What needs to be done
Show every line in the entries below where the word "HeaderMap" appears.

Data records:
------
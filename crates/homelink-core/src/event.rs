// ── Session events ──

use serde_json::Value;

use homelink_api::protocol::StateChanged;

use crate::error::CoreError;

/// Broadcast by a [`Session`](crate::Session) to every event receiver.
///
/// State changes and results are republished in receipt order for the
/// current connection; nothing is promised across a reconnect.
#[derive(Debug, Clone, PartialEq)]
pub enum SessionEvent {
    /// A connection instance completed the handshake.
    Connected,
    /// A `state_changed` event. `new_state` is `None` when the entity was
    /// removed upstream.
    StateChanged(StateChanged),
    /// A `result` frame, correlated or not.
    Result {
        id: u64,
        success: bool,
        result: Option<Value>,
    },
    /// A transport failure, or the fatal authentication rejection.
    Error(CoreError),
    /// The current connection instance went away.
    Disconnected { reason: String },
}
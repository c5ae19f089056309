#![allow(clippy::unwrap_used, dead_code)]
// In-process stand-in for the backend's WebSocket API.

use std::sync::atomic::{AtomicUsize, Ordering};
use std::sync::{Arc, Mutex};
use std::time::Duration;

use futures_util::{SinkExt, StreamExt};
use serde_json::{Value, json};
use tokio::net::{TcpListener, TcpStream};
use tokio::sync::mpsc;
use tokio::time::Instant;
use tokio_tungstenite::WebSocketStream;
use tokio_tungstenite::tungstenite::Message;
use url::Url;

use homelink_core::{AccessToken, Session, SessionConfig};

pub const GOOD_TOKEN: &str = "good-token";

/// How the fake answers `call_service`.
#[derive(Debug, Clone, Copy, PartialEq, Eq)]
pub enum ServiceMode {
    /// Succeed and apply the service to the stored state.
    Ack,
    /// Reply `success: false`.
    Reject,
    /// Never reply.
    Silent,
}

/// One frame the fake received from a client.
#[derive(Debug, Clone)]
pub struct Received {
    /// 1-based index of the connection it arrived on.
    pub connection: usize,
    pub at: Instant,
    pub frame: Value,
}

impl Received {
    pub fn kind(&self) -> &str {
        self.frame["type"].as_str().unwrap_or_default()
    }

    pub fn id(&self) -> Option<u64> {
        self.frame["id"].as_u64()
    }
}

enum Control {
    Push(String),
    Drop,
}

struct Shared {
    mode: ServiceMode,
    states: Mutex<Vec<Value>>,
    received: Mutex<Vec<Received>>,
    connections: AtomicUsize,
}

pub struct FakeBackend {
    pub url: Url,
    shared: Arc<Shared>,
    control: mpsc::UnboundedSender<Control>,
}

impl FakeBackend {
    pub async fn start(mode: ServiceMode) -> Self {
        let listener = TcpListener::bind("127.0.0.1:0").await.unwrap();
        let addr = listener.local_addr().unwrap();
        let url = Url::parse(&format!("ws://{addr}/api/websocket")).unwrap();

        let shared = Arc::new(Shared {
            mode,
            states: Mutex::new(vec![
                state_json("light.kitchen", "off", json!({ "friendly_name": "Kitchen Light" })),
                state_json("sensor.outdoor_temp", "12.5", json!({ "unit_of_measurement": "°C" })),
            ]),
            received: Mutex::new(Vec::new()),
            connections: AtomicUsize::new(0),
        });
        let (control, mut control_rx) = mpsc::unbounded_channel();

        let server_shared = Arc::clone(&shared);
        tokio::spawn(async move {
            // Connections are served one after another, which is all a
            // reconnecting client ever opens.
            while let Ok((stream, _)) = listener.accept().await {
                let index = server_shared.connections.fetch_add(1, Ordering::SeqCst) + 1;
                let Ok(ws) = tokio_tungstenite::accept_async(stream).await else {
                    continue;
                };
                serve(ws, index, &server_shared, &mut control_rx).await;
            }
        });

        Self { url, shared, control }
    }

    /// A session pointed at this fake with short test timings and REST off.
    pub fn config(&self, token: &str) -> SessionConfig {
        let mut config = SessionConfig::new("http://127.0.0.1:9".parse().unwrap(), AccessToken::from(token));
        config.websocket_url = Some(self.url.clone());
        config.rest_enabled = false;
        config.connect_timeout = Duration::from_secs(5);
        config.reconnect_delay = Duration::from_millis(100);
        config.service_timeout = Duration::from_millis(300);
        config.state_timeout = Duration::from_millis(500);
        config.reconcile_delay = Duration::from_millis(200);
        config
    }

    pub fn session(&self, token: &str) -> Session {
        Session::new(self.config(token)).unwrap()
    }

    pub fn push(&self, frame: Value) {
        self.control.send(Control::Push(frame.to_string())).unwrap();
    }

    /// Drop the current connection without a close handshake.
    pub fn drop_connection(&self) {
        self.control.send(Control::Drop).unwrap();
    }

    pub fn connections(&self) -> usize {
        self.shared.connections.load(Ordering::SeqCst)
    }

    pub fn received(&self) -> Vec<Received> {
        self.shared.received.lock().unwrap().clone()
    }

    pub fn received_of(&self, kind: &str) -> Vec<Received> {
        self.received().into_iter().filter(|r| r.kind() == kind).collect()
    }
}

async fn serve(
    mut ws: WebSocketStream<TcpStream>,
    index: usize,
    shared: &Shared,
    control: &mut mpsc::UnboundedReceiver<Control>,
) {
    let _ = ws
        .send(Message::text(json!({ "type": "auth_required", "ha_version": "2026.2.0" }).to_string()))
        .await;

    let Some(Ok(Message::Text(auth))) = ws.next().await else {
        return;
    };
    let auth: Value = serde_json::from_str(auth.as_str()).unwrap();
    if auth["access_token"] != GOOD_TOKEN {
        let _ = ws
            .send(Message::text(json!({ "type": "auth_invalid", "message": "Invalid access token" }).to_string()))
            .await;
        let _ = ws.close(None).await;
        return;
    }
    let _ = ws
        .send(Message::text(json!({ "type": "auth_ok", "ha_version": "2026.2.0" }).to_string()))
        .await;

    loop {
        tokio::select! {
            frame = ws.next() => {
                let Some(Ok(Message::Text(text))) = frame else {
                    return;
                };
                let frame: Value = serde_json::from_str(text.as_str()).unwrap();
                shared.received.lock().unwrap().push(Received {
                    connection: index,
                    at: Instant::now(),
                    frame: frame.clone(),
                });
                if let Some(reply) = reply_to(&frame, shared) {
                    let _ = ws.send(Message::text(reply.to_string())).await;
                }
            }
            control = control.recv() => match control {
                Some(Control::Push(text)) => {
                    let _ = ws.send(Message::text(text)).await;
                }
                Some(Control::Drop) | None => return,
            },
        }
    }
}

fn reply_to(frame: &Value, shared: &Shared) -> Option<Value> {
    let id = frame["id"].as_u64()?;
    match frame["type"].as_str()? {
        "subscribe_events" => Some(json!({ "id": id, "type": "result", "success": true, "result": null })),
        "get_states" => {
            let states = shared.states.lock().unwrap().clone();
            Some(json!({ "id": id, "type": "result", "success": true, "result": states }))
        }
        "ping" => Some(json!({ "id": id, "type": "pong" })),
        "call_service" => match shared.mode {
            ServiceMode::Ack => {
                apply_service(frame, shared);
                Some(json!({
                    "id": id,
                    "type": "result",
                    "success": true,
                    "result": { "context": { "id": "01HQCONTEXT" } }
                }))
            }
            ServiceMode::Reject => Some(json!({
                "id": id,
                "type": "result",
                "success": false,
                "error": { "code": "service_not_found", "message": "Service not found" }
            })),
            ServiceMode::Silent => None,
        },
        _ => None,
    }
}

/// `turn_on` / `turn_off` flip the target's stored state and merge the
/// remaining service data into its attributes.
fn apply_service(frame: &Value, shared: &Shared) {
    let new_state = match frame["service"].as_str() {
        Some("turn_on") => "on",
        Some("turn_off") => "off",
        _ => return,
    };
    let target = &frame["service_data"]["entity_id"];
    let mut states = shared.states.lock().unwrap();
    if let Some(entry) = states.iter_mut().find(|s| &s["entity_id"] == target) {
        entry["state"] = json!(new_state);
        if let Some(data) = frame["service_data"].as_object() {
            for (key, value) in data.iter().filter(|(k, _)| *k != "entity_id") {
                entry["attributes"][key] = value.clone();
            }
        }
    }
}

// ── Helpers ─────────────────────────────────────────────────────────

pub fn state_json(entity_id: &str, state: &str, attributes: Value) -> Value {
    json!({
        "entity_id": entity_id,
        "state": state,
        "attributes": attributes,
        "last_changed": "2026-02-10T12:00:00Z",
        "last_updated": "2026-02-10T12:00:00Z",
    })
}

/// Wait up to five seconds for `check` to hold.
pub async fn eventually<F>(what: &str, mut check: F)
where
    F: FnMut() -> bool,
{
    let deadline = Instant::now() + Duration::from_secs(5);
    while !check() {
        assert!(Instant::now() < deadline, "timed out waiting for {what}");
        tokio::time::sleep(Duration::from_millis(10)).await;
    }
}
//! Service call handler.

use serde_json::{Map, Value};

use homelink_core::{EntityId, Session};

use crate::cli::{CallArgs, GlobalOpts, OutputFormat};
use crate::error::CliError;
use crate::output;

/// Split "light.turn_on" into its domain and service.
fn split_service(raw: &str) -> Result<(&str, &str), CliError> {
    match raw.split_once('.') {
        Some((domain, service)) if !domain.is_empty() && !service.is_empty() => Ok((domain, service)),
        _ => Err(CliError::Validation {
            field: "service".into(),
            reason: format!("`{raw}` is not of the form <domain>.<service>"),
        }),
    }
}

/// Merge `--data` and `--set` into one service-data object. `--set` wins.
fn service_data(data: Option<&str>, set: &[String]) -> Result<Option<Map<String, Value>>, CliError> {
    let mut merged = match data {
        Some(raw) => match serde_json::from_str::<Value>(raw)? {
            Value::Object(map) => map,
            other => {
                return Err(CliError::Validation {
                    field: "data".into(),
                    reason: format!("expected a JSON object, got `{other}`"),
                });
            }
        },
        None => Map::new(),
    };

    for pair in set {
        let Some((key, value)) = pair.split_once('=') else {
            return Err(CliError::Validation {
                field: "set".into(),
                reason: format!("`{pair}` is not of the form KEY=VALUE"),
            });
        };
        let value = serde_json::from_str(value).unwrap_or_else(|_| Value::String(value.to_owned()));
        merged.insert(key.to_owned(), value);
    }

    Ok((!merged.is_empty()).then_some(merged))
}

pub async fn handle(session: &Session, args: CallArgs, global: &GlobalOpts) -> Result<(), CliError> {
    let (domain, service) = split_service(&args.service)?;
    let target = EntityId::new(args.entity_id)?;
    let data = service_data(args.data.as_deref(), &args.set)?;

    let result = session.call_service(domain, service, &target, data).await?;

    let out = match global.output {
        OutputFormat::Table | OutputFormat::Plain => format!("Called {domain}.{service} on {target}"),
        structured => output::render_structured(structured, &result)?,
    };
    output::print_output(&out, global.quiet);
    Ok(())
}
use reqwest::header::{AUTHORIZATION, CONTENT_TYPE, HeaderMap, HeaderValue};
use secrecy::{ExposeSecret, SecretString};

use crate::error::Error;

/// Long-lived access token presented to the backend.
///
/// Used twice: as the `access_token` of the WebSocket `auth` frame and as
/// the `Authorization: Bearer` header on REST calls. The secret is never
/// printed by `Debug`.
#[derive(Debug, Clone)]
pub struct AccessToken(SecretString);

impl AccessToken {
    pub fn new(token: SecretString) -> Self {
        Self(token)
    }

    pub(crate) fn expose(&self) -> &str {
        self.0.expose_secret()
    }

    /// Default headers for REST requests: bearer auth + JSON content type.
    pub fn bearer_headers(&self) -> Result<HeaderMap, Error> {
        let mut value = HeaderValue::from_str(&format!("Bearer {}", self.expose()))
            .map_err(|e| Error::InvalidToken(e.to_string()))?;
        value.set_sensitive(true);

        let mut headers = HeaderMap::new();
        headers.insert(AUTHORIZATION, value);
        headers.insert(CONTENT_TYPE, HeaderValue::from_static("application/json"));
        Ok(headers)
    }
}

impl From<SecretString> for AccessToken {
    fn from(token: SecretString) -> Self {
        Self::new(token)
    }
}

impl From<&str> for AccessToken {
    fn from(token: &str) -> Self {
        Self::new(SecretString::from(token.to_owned()))
    }
}

#[cfg(test)]
#[allow(clippy::unwrap_used)]
mod tests {
    use super::*;

    #[test]
    fn bearer_header_is_sensitive() {
        let token = AccessToken::from("abc.def");
        let headers = token.bearer_headers().unwrap();
        let auth = headers.get(AUTHORIZATION).unwrap();
        assert_eq!(auth.to_str().unwrap(), "Bearer abc.def");
        assert!(auth.is_sensitive());
    }

    #[test]
    fn newline_in_token_is_rejected() {
        let token = AccessToken::from("abc\ndef");
        assert!(matches!(token.bearer_headers(), Err(Error::InvalidToken(_))));
    }

    #[test]
    fn debug_does_not_leak() {
        let token = AccessToken::from("super-secret");
        assert!(!format!("{token:?}").contains("super-secret"));
    }
}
------
Your solution
use reqwest::header::{AUTHORIZATION, CONTENT_TYPE, HeaderMap, HeaderValue};
    pub fn bearer_headers(&self) -> Result<HeaderMap, Error> {
        let mut headers = HeaderMap::new();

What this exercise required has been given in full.